■ Required work ■
Check each line of the records for "按文件名排序"; collect those that have it.

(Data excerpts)
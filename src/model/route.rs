/*!
 * 路径核心数据模型
 *
 * - Waypoint: 带位置、朝向和命令的单个路径点
 * - RoutePath: 由路径点序列构成的一条自动赛路线
 * - Project: 包含多条路线的项目
 *
 * 枚举序列化值与 .shupaths 文件格式保持一致。
 */

use chrono::{DateTime, Utc};
use serde::{Deserialize, Serialize};

/// 机器人到达路径点的运动方式
#[derive(Debug, Clone, Copy, Default, Serialize, Deserialize, PartialEq, Eq)]
#[serde(rename_all = "camelCase")]
pub enum MotionType {
    /// 第一个路径点，仅设置初始位姿
    Start,

    /// 导航到 (x, y) 并转到指定朝向
    #[default]
    MoveToPose,

    /// 沿当前朝向直线前进/后退
    MoveVertical,

    /// 原地旋转到指定朝向
    RotateTo,
}

impl MotionType {
    /// 序列化格式中使用的名称
    pub fn as_str(&self) -> &'static str {
        match self {
            MotionType::Start => "start",
            MotionType::MoveToPose => "moveToPose",
            MotionType::MoveVertical => "moveVertical",
            MotionType::RotateTo => "rotateTo",
        }
    }
}

/// 路径点朝向的确定方式
#[derive(Debug, Clone, Copy, Default, Serialize, Deserialize, PartialEq, Eq)]
#[serde(rename_all = "lowercase")]
pub enum HeadingMode {
    /// 由指向下一个路径点的方向自动计算
    #[default]
    Auto,

    /// 用户手动指定角度
    Manual,
}

/// 自动赛使用的场地半区
#[derive(Debug, Clone, Copy, Default, Serialize, Deserialize, PartialEq, Eq)]
#[serde(rename_all = "lowercase")]
pub enum Side {
    /// 左半场 (x <= 0)
    #[default]
    Left,

    /// 右半场 (x >= 0)
    Right,

    /// 全场（技能赛）
    Full,
}

impl Side {
    /// 序列化格式中使用的名称
    pub fn as_str(&self) -> &'static str {
        match self {
            Side::Left => "left",
            Side::Right => "right",
            Side::Full => "full",
        }
    }
}

/// 联盟颜色
#[derive(Debug, Clone, Copy, Default, Serialize, Deserialize, PartialEq, Eq)]
#[serde(rename_all = "lowercase")]
pub enum Alliance {
    #[default]
    Red,
    Blue,
}

impl Alliance {
    /// 序列化格式中使用的名称
    pub fn as_str(&self) -> &'static str {
        match self {
            Alliance::Red => "red",
            Alliance::Blue => "blue",
        }
    }
}

/// 自动赛路径中的单个路径点
#[derive(Debug, Clone, Serialize, Deserialize, PartialEq)]
pub struct Waypoint {
    /// X 坐标（英寸）
    pub x: f64,

    /// Y 坐标（英寸）
    pub y: f64,

    /// 朝向角度（度），None 表示自动计算
    #[serde(default)]
    pub heading: Option<f64>,

    /// 朝向确定方式
    #[serde(default)]
    pub heading_mode: HeadingMode,

    /// 运动方式
    #[serde(default)]
    pub motion_type: MotionType,

    /// 倒车行驶
    #[serde(default)]
    pub reverse: bool,

    /// 移动时运行吸入机构
    #[serde(default)]
    pub intaking: bool,

    /// 移动时运行传送带
    #[serde(default)]
    pub conveyor: bool,

    /// 到达后执行的命令 ID 列表
    #[serde(default)]
    pub commands_after: Vec<String>,
}

impl Waypoint {
    /// 创建一个使用默认运动方式的路径点
    pub fn new(x: f64, y: f64) -> Self {
        Self {
            x,
            y,
            heading: None,
            heading_mode: HeadingMode::default(),
            motion_type: MotionType::default(),
            reverse: false,
            intaking: false,
            conveyor: false,
            commands_after: Vec::new(),
        }
    }
}

/// 一条完整的自动赛路线
#[derive(Debug, Clone, Serialize, Deserialize, PartialEq)]
pub struct RoutePath {
    /// 路线名称
    pub name: String,

    /// 联盟颜色
    #[serde(default)]
    pub alliance: Alliance,

    /// 场地半区
    #[serde(default)]
    pub side: Side,

    /// 路径点序列
    #[serde(default)]
    pub waypoints: Vec<Waypoint>,
}

impl RoutePath {
    /// 创建一条空路线
    pub fn new(name: impl Into<String>) -> Self {
        Self {
            name: name.into(),
            alliance: Alliance::default(),
            side: Side::default(),
            waypoints: Vec::new(),
        }
    }

    /// 追加一个路径点并返回其索引
    ///
    /// 第一个路径点的运动方式为 Start，其余为 MoveToPose。
    pub fn add_waypoint(&mut self, x: f64, y: f64) -> usize {
        let mut wp = Waypoint::new(x, y);
        wp.motion_type = if self.waypoints.is_empty() {
            MotionType::Start
        } else {
            MotionType::MoveToPose
        };
        self.waypoints.push(wp);
        self.waypoints.len() - 1
    }

    /// 删除指定索引的路径点，越界时不做任何事
    ///
    /// 删除第一个路径点后，新的首个路径点被重置为 Start。
    pub fn remove_waypoint(&mut self, index: usize) {
        if index >= self.waypoints.len() {
            return;
        }

        self.waypoints.remove(index);
        if index == 0 {
            if let Some(first) = self.waypoints.first_mut() {
                first.motion_type = MotionType::Start;
            }
        }
    }

    /// 检查坐标是否落在本路线允许的半区内
    pub fn is_valid_position(&self, x: f64, _y: f64) -> bool {
        match self.side {
            Side::Full => true,
            Side::Left => x <= 0.0,
            Side::Right => x >= 0.0,
        }
    }
}

/// 包含多条路线的项目
#[derive(Debug, Clone, Serialize, Deserialize, PartialEq)]
pub struct Project {
    /// 赛季标识（seasons/ 下的目录名）
    #[serde(default = "default_season")]
    pub season: String,

    /// 创建时间
    #[serde(default, skip_serializing_if = "Option::is_none")]
    pub created: Option<DateTime<Utc>>,

    /// 最后修改时间
    #[serde(default, skip_serializing_if = "Option::is_none")]
    pub modified: Option<DateTime<Utc>>,

    /// 路线列表
    #[serde(default)]
    pub paths: Vec<RoutePath>,
}

impl Project {
    /// 创建一个不含路线的项目
    pub fn new(season: impl Into<String>) -> Self {
        Self {
            season: season.into(),
            created: None,
            modified: None,
            paths: Vec::new(),
        }
    }

    /// 添加一条空路线并返回其索引
    pub fn add_path(&mut self, name: impl Into<String>) -> usize {
        self.paths.push(RoutePath::new(name));
        self.paths.len() - 1
    }

    /// 删除指定索引的路线，越界时不做任何事
    pub fn remove_path(&mut self, index: usize) {
        if index < self.paths.len() {
            self.paths.remove(index);
        }
    }
}

impl Default for Project {
    fn default() -> Self {
        Self::new(default_season())
    }
}

fn default_season() -> String {
    "pushback_2026".to_string()
}
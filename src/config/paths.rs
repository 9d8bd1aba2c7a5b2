/*!
 * 工作区路径管理模块
 *
 * 规划器工作区是一个普通目录，包含命令库、赛季配置和项目文件：
 *
 * ```text
 * <workspace>/
 *   command_library/<category>.json
 *   seasons/<season>/config.json
 *   projects/<name>.shupaths
 * ```
 *
 * 本模块负责工作区的发现、目录布局和文件路径解析。
 */

use crate::utils::error::AppResult;
use anyhow::Context;
use std::path::{Path, PathBuf};
use tracing::debug;

/// 指定工作区位置的环境变量
pub const WORKSPACE_ENV_VAR: &str = "SHUPATH_WORKSPACE";

/// 工作区路径管理器
///
/// 负责管理工作区内所有数据文件和目录的路径解析。
#[derive(Debug, Clone)]
pub struct WorkspacePaths {
    /// 工作区根目录
    root: PathBuf,

    /// 命令库目录
    command_library_dir: PathBuf,

    /// 赛季配置目录
    seasons_dir: PathBuf,

    /// 项目文件目录
    projects_dir: PathBuf,
}

impl WorkspacePaths {
    /// 使用指定的根目录创建工作区路径管理器
    ///
    /// 只做路径推导，不访问文件系统。
    pub fn with_root<P: AsRef<Path>>(root: P) -> Self {
        let root = root.as_ref().to_path_buf();

        let command_library_dir = root.join(crate::config::LIBRARY_DIR_NAME);
        let seasons_dir = root.join(crate::config::SEASONS_DIR_NAME);
        let projects_dir = root.join(crate::config::PROJECTS_DIR_NAME);

        Self {
            root,
            command_library_dir,
            seasons_dir,
            projects_dir,
        }
    }

    /// 发现工作区位置
    ///
    /// 按以下顺序确定根目录：
    /// 1. 显式传入的路径（命令行参数）
    /// 2. SHUPATH_WORKSPACE 环境变量
    /// 3. 当前目录（如果其中存在 seasons/ 子目录）
    /// 4. 兜底使用当前目录
    pub fn discover(explicit: Option<&Path>) -> AppResult<Self> {
        if let Some(path) = explicit {
            return Ok(Self::with_root(path));
        }

        if let Ok(env_root) = std::env::var(WORKSPACE_ENV_VAR) {
            debug!("使用环境变量指定的工作区: {}", env_root);
            return Ok(Self::with_root(env_root));
        }

        let cwd = std::env::current_dir().with_context(|| "无法获取当前工作目录")?;

        if !cwd.join(crate::config::SEASONS_DIR_NAME).is_dir() {
            debug!("当前目录中未找到 seasons/，兜底使用: {}", cwd.display());
        }

        Ok(Self::with_root(cwd))
    }

    /// 确保所有数据目录存在
    pub fn ensure_directories_exist(&self) -> AppResult<()> {
        let directories = [
            &self.root,
            &self.command_library_dir,
            &self.seasons_dir,
            &self.projects_dir,
        ];

        for dir in &directories {
            if !dir.exists() {
                std::fs::create_dir_all(dir)
                    .with_context(|| format!("无法创建目录: {}", dir.display()))?;
            }
        }

        Ok(())
    }

    // ========================================================================
    // 路径获取方法
    // ========================================================================

    /// 获取工作区根目录
    pub fn root(&self) -> &Path {
        &self.root
    }

    /// 获取命令库目录
    pub fn command_library_dir(&self) -> &Path {
        &self.command_library_dir
    }

    /// 获取赛季配置目录
    pub fn seasons_dir(&self) -> &Path {
        &self.seasons_dir
    }

    /// 获取项目文件目录
    pub fn projects_dir(&self) -> &Path {
        &self.projects_dir
    }

    /// 获取指定命令类别文件的路径
    pub fn category_file<S: AsRef<str>>(&self, category: S) -> PathBuf {
        self.command_library_dir
            .join(format!("{}.json", category.as_ref()))
    }

    /// 获取指定赛季的目录路径
    pub fn season_dir<S: AsRef<str>>(&self, season: S) -> PathBuf {
        self.seasons_dir.join(season.as_ref())
    }

    /// 获取指定赛季的配置文件路径
    pub fn season_config_file<S: AsRef<str>>(&self, season: S) -> PathBuf {
        self.season_dir(season)
            .join(crate::config::SEASON_CONFIG_FILE_NAME)
    }

    /// 获取项目目录下指定名称的项目文件路径
    ///
    /// 名称缺少 .shupaths 扩展名时自动补全。
    pub fn project_file<S: AsRef<str>>(&self, name: S) -> PathBuf {
        let name = name.as_ref();
        let file_name = if name.ends_with(crate::config::PROJECT_FILE_SUFFIX) {
            name.to_string()
        } else {
            format!("{}{}", name, crate::config::PROJECT_FILE_SUFFIX)
        };
        self.projects_dir.join(file_name)
    }

    /// 将命令行传入的项目参数解析为文件路径
    ///
    /// 带路径分隔符或指向已存在文件的参数按字面路径使用，
    /// 其余视为 projects/ 目录下的项目名。
    pub fn resolve_project_arg(&self, arg: &str) -> PathBuf {
        let literal = Path::new(arg);
        if arg.contains(std::path::MAIN_SEPARATOR) || literal.exists() {
            return literal.to_path_buf();
        }
        self.project_file(arg)
    }

    // ========================================================================
    // 目录扫描方法
    // ========================================================================

    /// 列出命令库目录中的所有类别文件（按文件名排序）
    pub fn list_category_files(&self) -> AppResult<Vec<PathBuf>> {
        let mut category_files = Vec::new();

        if self.command_library_dir.exists() {
            let entries = std::fs::read_dir(&self.command_library_dir).with_context(|| {
                format!("无法读取命令库目录: {}", self.command_library_dir.display())
            })?;

            for entry in entries {
                let entry = entry.with_context(|| "无法读取命令库目录项")?;

                let path = entry.path();
                if path.is_file() && path.extension().and_then(|s| s.to_str()) == Some("json") {
                    category_files.push(path);
                }
            }
        }

        category_files.sort();
        Ok(category_files)
    }

    /// 列出项目目录中的所有项目文件（按文件名排序）
    pub fn list_project_files(&self) -> AppResult<Vec<PathBuf>> {
        let mut project_files = Vec::new();

        if self.projects_dir.exists() {
            let entries = std::fs::read_dir(&self.projects_dir)
                .with_context(|| format!("无法读取项目目录: {}", self.projects_dir.display()))?;

            for entry in entries {
                let entry = entry.with_context(|| "无法读取项目目录项")?;

                let path = entry.path();
                if path.is_file() && path.extension().and_then(|s| s.to_str()) == Some("shupaths") {
                    project_files.push(path);
                }
            }
        }

        project_files.sort();
        Ok(project_files)
    }

    /// 列出所有可用赛季（含 config.json 的子目录，按名称排序）
    pub fn list_seasons(&self) -> AppResult<Vec<String>> {
        let mut seasons = Vec::new();

        if self.seasons_dir.exists() {
            let entries = std::fs::read_dir(&self.seasons_dir)
                .with_context(|| format!("无法读取赛季目录: {}", self.seasons_dir.display()))?;

            for entry in entries {
                let entry = entry.with_context(|| "无法读取赛季目录项")?;

                let path = entry.path();
                if path.is_dir() && path.join(crate::config::SEASON_CONFIG_FILE_NAME).is_file() {
                    if let Some(name) = path.file_name().and_then(|s| s.to_str()) {
                        seasons.push(name.to_string());
                    }
                }
            }
        }

        seasons.sort();
        Ok(seasons)
    }
}
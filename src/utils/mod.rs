// 工具模块

pub mod error;

pub mod logging;

pub use error::{AppError, AppResult};
pub use logging::init_logging;
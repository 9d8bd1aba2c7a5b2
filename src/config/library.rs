/*!
 * 命令类别库模块
 *
 * 管理 command_library/ 目录下按类别划分的命令定义文件。
 * 每个 JSON 文件描述一个类别，文件名（不含扩展名）即类别标识。
 */

use crate::config::error::{ConfigError, ConfigResult};
use crate::config::paths::WorkspacePaths;
use crate::config::types::CategoryFile;
use crate::config::validator::CommandValidator;
use std::collections::HashSet;
use std::path::{Path, PathBuf};
use tracing::{debug, warn};

/// 命令类别库
///
/// 负责从工作区的命令库目录加载类别文件并做结构校验。
/// 加载采用快速失败策略：文件缺失、JSON 无效或字段校验出错都会
/// 立即返回错误，而不是静默跳过。
pub struct CommandLibrary {
    /// 命令库目录
    library_dir: PathBuf,
}

impl CommandLibrary {
    /// 创建命令库实例
    pub fn new(paths: &WorkspacePaths) -> Self {
        Self {
            library_dir: paths.command_library_dir().to_path_buf(),
        }
    }

    /// 命令库目录
    pub fn library_dir(&self) -> &Path {
        &self.library_dir
    }

    /// 类别文件路径
    pub fn category_path(&self, name: &str) -> PathBuf {
        self.library_dir.join(format!("{}.json", name))
    }

    /// 加载单个命令类别
    ///
    /// 读取、解析、类别内查重、字段校验，任一步失败即返回错误。
    /// 校验警告不阻止加载，只记录日志。
    pub async fn load_category(&self, name: &str) -> ConfigResult<CategoryFile> {
        let path = self.category_path(name);

        let content = match tokio::fs::read_to_string(&path).await {
            Ok(content) => content,
            Err(e) if e.kind() == std::io::ErrorKind::NotFound => {
                return Err(ConfigError::category_not_found(name, path));
            }
            Err(e) => {
                return Err(ConfigError::io(
                    format!("reading category file {}", path.display()),
                    e,
                ));
            }
        };

        let mut file: CategoryFile =
            serde_json::from_str(&content).map_err(|e| ConfigError::parse(&path, e))?;

        // 命令的 category 字段以文件声明的类别名为准
        for command in &mut file.commands {
            command.category = file.category.clone();
        }

        // 同一类别内命令 ID 不允许重复
        let mut seen = HashSet::new();
        for command in &file.commands {
            if !seen.insert(command.id.as_str()) {
                return Err(ConfigError::DuplicateCommandId {
                    id: command.id.clone(),
                    category: file.category.clone(),
                });
            }
        }

        let report = CommandValidator::validate_category(&file);
        if !report.is_valid {
            return Err(ConfigError::InvalidCategory {
                name: name.to_string(),
                errors: report.errors,
            });
        }
        for warning in &report.warnings {
            warn!("类别 {} 存在警告: {}", name, warning);
        }

        debug!("已加载命令类别 {} ({} 条命令)", name, file.commands.len());
        Ok(file)
    }

    /// 扫描命令库目录，返回所有可用的类别名称（按文件名排序）
    pub async fn available_categories(&self) -> ConfigResult<Vec<String>> {
        let mut names = Vec::new();

        if !self.library_dir.exists() {
            return Ok(names);
        }

        let mut entries = tokio::fs::read_dir(&self.library_dir).await.map_err(|e| {
            ConfigError::io(
                format!("reading library directory {}", self.library_dir.display()),
                e,
            )
        })?;

        while let Some(entry) = entries.next_entry().await.map_err(|e| {
            ConfigError::io(
                format!("reading library directory {}", self.library_dir.display()),
                e,
            )
        })? {
            let path = entry.path();
            if path.is_file() && path.extension().is_some_and(|ext| ext == "json") {
                if let Some(stem) = path.file_stem().and_then(|s| s.to_str()) {
                    names.push(stem.to_string());
                }
            }
        }

        names.sort();
        Ok(names)
    }
}
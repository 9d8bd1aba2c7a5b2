/*!
 * 机构命令数据模型
 *
 * 定义可挂载到路径点上的机构命令（Command）、命令参数和命令序列。
 * 命令从 command_library/ 与赛季配置中的 JSON 文件加载，
 * 结构与 JSON 文件格式保持完全一致。
 */

use once_cell::sync::Lazy;
use regex::Regex;
use serde::{Deserialize, Serialize};
use serde_json::Value;
use std::collections::HashMap;

/// 代码模板中的参数占位符，形如 `{velocity}`
static PLACEHOLDER_RE: Lazy<Regex> =
    Lazy::new(|| Regex::new(r"\{([A-Za-z_][A-Za-z0-9_]*)\}").unwrap());

/// 命令参数类型
#[derive(Debug, Clone, Copy, Default, Serialize, Deserialize, PartialEq, Eq)]
#[serde(rename_all = "lowercase")]
pub enum ParameterKind {
    /// 整数参数
    #[default]
    Int,

    /// 浮点参数
    Float,

    /// 布尔参数
    Bool,

    /// 字符串参数
    String,
}

/// 命令参数定义（例如速度、时长）
#[derive(Debug, Clone, Serialize, Deserialize, PartialEq)]
pub struct CommandParameter {
    /// 参数名称，对应模板中的占位符
    pub name: String,

    /// 参数类型
    #[serde(rename = "type", default)]
    pub kind: ParameterKind,

    /// 默认值
    #[serde(default = "default_parameter_value")]
    pub default: Value,

    /// 最小值（仅数值参数）
    #[serde(default, skip_serializing_if = "Option::is_none")]
    pub min: Option<f64>,

    /// 最大值（仅数值参数）
    #[serde(default, skip_serializing_if = "Option::is_none")]
    pub max: Option<f64>,

    /// 参数说明
    #[serde(default)]
    pub description: String,
}

/// 单条机构命令定义
///
/// `id` 在所属类别内唯一，是覆盖与引用的标识键。
#[derive(Debug, Clone, Serialize, Deserialize, PartialEq)]
pub struct CommandDefinition {
    /// 唯一标识（例如 "intake_in"）
    pub id: String,

    /// 显示名称（例如 "Intake In"）
    pub name: String,

    /// C++ 代码模板（例如 "mech.intakeIn();"）
    pub code_template: String,

    /// 界面颜色（十六进制）
    #[serde(default = "default_color")]
    pub color: String,

    /// 所属类别，加载时由类别文件回填
    #[serde(default = "default_category")]
    pub category: String,

    /// 命令说明
    #[serde(default)]
    pub description: String,

    /// 参数列表
    #[serde(default, skip_serializing_if = "Vec::is_empty")]
    pub parameters: Vec<CommandParameter>,
}

impl CommandDefinition {
    /// 生成填充参数后的 C++ 代码
    ///
    /// 模板中形如 `{name}` 的占位符会被 `param_values` 中的同名值替换；
    /// 未提供值的占位符保持原样，多余的值被忽略。
    pub fn generate_code(&self, param_values: Option<&HashMap<String, Value>>) -> String {
        let mut code = self.code_template.clone();

        if let Some(values) = param_values {
            for (name, value) in values {
                let placeholder = format!("{{{}}}", name);
                code = code.replace(&placeholder, &render_value(value));
            }
        }

        code
    }

    /// 列出代码模板中引用的全部占位符名称
    pub fn placeholders(&self) -> Vec<String> {
        PLACEHOLDER_RE
            .captures_iter(&self.code_template)
            .map(|caps| caps[1].to_string())
            .collect()
    }
}

/// 命令序列：按顺序执行的一组命令引用
#[derive(Debug, Clone, Serialize, Deserialize, PartialEq)]
pub struct CommandSequence {
    /// 唯一标识
    pub id: String,

    /// 显示名称
    pub name: String,

    /// 按执行顺序排列的命令 ID 列表
    #[serde(rename = "commands", default)]
    pub command_ids: Vec<String>,

    /// 界面颜色（十六进制）
    #[serde(default = "default_color")]
    pub color: String,

    /// 所属类别
    #[serde(default = "default_sequence_category")]
    pub category: String,

    /// 序列说明
    #[serde(default)]
    pub description: String,
}

/// 将参数值渲染为可嵌入 C++ 代码的文本
fn render_value(value: &Value) -> String {
    match value {
        Value::String(s) => s.clone(),
        other => other.to_string(),
    }
}

fn default_parameter_value() -> Value {
    Value::from(0)
}

fn default_color() -> String {
    "#FFFFFF".to_string()
}

fn default_category() -> String {
    "Misc".to_string()
}

fn default_sequence_category() -> String {
    "Sequences".to_string()
}
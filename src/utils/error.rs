/*!
 * 错误处理模块
 *
 * 基于 anyhow 的统一错误处理系统，遵循 Rust 应用程序最佳实践。
 * 提供简洁、一致的错误处理接口，通过 context 提供丰富的错误信息。
 */

use anyhow::Result as AnyhowResult;

/// 统一的应用程序结果类型
pub type AppResult<T> = AnyhowResult<T>;

/// 统一的应用程序错误类型
pub type AppError = anyhow::Error;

■ Solution to the problem ■
    /// 列出命令库目录中的所有类别文件（按文件名排序）
    /// 列出项目目录中的所有项目文件（按文件名排序）
    /// 扫描命令库目录，返回所有可用的类别名称（按文件名排序）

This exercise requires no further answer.